All these automatic systems that record intra- and/or extracardiac data, integrated into most modern implantable devices, may reach their highest level of utility and efficacy if patients or their doctors could be advised as soon as possible if any abrupt changes occurring in the trends of the continuously collected data observed.6 For these reasons remote monitoring of implanted devices, which at its outset was envisioned only as a mechanism to monitor the device performance, has become today an invaluable tool to follow the clinical condition of the patient and to allow the doctors to modify their therapeutic strategy accordingly. As clearly appears from Ricci's report,7 in this issue, early detection of atrial fibrillation by remote monitoring allows a significant reduction of the time between the start of the arrhythmia and its detection by the implanting centre, thus enabling immediate reaction (cardioversion, anticoagulation, etc.). Again Ricci et al. showed a potential reduction of the risk of the stroke resulting from early AF detection ranging from 9 to 18% in 2 years, compared with the group of patients controlled in the hospital with a conventional inter-visit interval of 6–12 months. In patients with heart failure treated by cardiac resynchronization therapy devices, the presence of sinus rhythm was associated with reduction in the composite endpoint of death and hospitalization for heart failure compared with atrial fibrillation.8

The ability to monitor heart rhythm and prolong periods of sinus rhythm as much as possible with remote monitoring should probably reduce also the recurrences of heart failure episodes.6 However, there is currently little clinical experience reported in the present literature to support this potential relationship and therefore awaits rigorous prospective study. In fact, while the idea of monitoring fluid accumulation in the chest appears very intriguing and potentially useful in the prevention of acute pulmonary oedema and emergency rehospitalization, the various parameters available with device monitoring (Optivol index, daily physical activity, night/day heart rate, etc.) have not shown clinical efficacy in the patient populations studied.
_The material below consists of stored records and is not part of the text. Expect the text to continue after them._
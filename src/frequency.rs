use std::collections::HashMap;

/// Occurrence count of every distinct value in a data set.
///
/// Values are keyed by their bit pattern; `-0.0` is folded into `0.0` first
/// so numerically equal values share one entry.
#[derive(Debug)]
pub(crate) struct FrequencyTable {
    counts: HashMap<u64, usize>,
    total: usize,
}

impl FrequencyTable {
    pub fn from_values(values: &[f64]) -> Self {
        let mut counts = HashMap::new();
        for &value in values {
            *counts.entry(key(value)).or_insert(0) += 1;
        }

        FrequencyTable {
            counts,
            total: values.len(),
        }
    }

    pub fn total(&self) -> usize {
        self.total
    }

    pub fn max_count(&self) -> usize {
        self.counts.values().copied().max().unwrap_or(0)
    }

    /// Distinct values occurring exactly `count` times, in no particular order.
    pub fn values_with_count(&self, count: usize) -> Vec<f64> {
        self.counts
            .iter()
            .filter(|&(_, &occurrences)| occurrences == count)
            .map(|(&bits, _)| f64::from_bits(bits))
            .collect()
    }
}

fn key(value: f64) -> u64 {
    (value + 0.0).to_bits()
}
Furthermore, in several instances, false-positive detection created significant anxiety among patients (and possible harm) and overwork in the control centre.9 In some patients, the algorithm was finally switched off. Certainly new clinical parameters under current investigation, together with a combined analysis of all of them, will very probably allow us in the near future to have a more specific detection ability for developing heart failure episodes.10

In conclusion, remote monitoring of implanted devices should be considered today a gold standard for all cardiovascular implantable electronic device patients and particularly for those affected by atrial fibrillation and heart failure either in isolation or combined. Future clinical studies will allow us to better evaluate both the efficacy of this strategy and cost–benefit ratio of remote management of both these pathological conditions and guide industrial research towards new clinical and electrical parameters and therapeutic algorithms.

Conflict of interest: Honorarium for lectures on research from Medtronic, St Jude and Biotronik.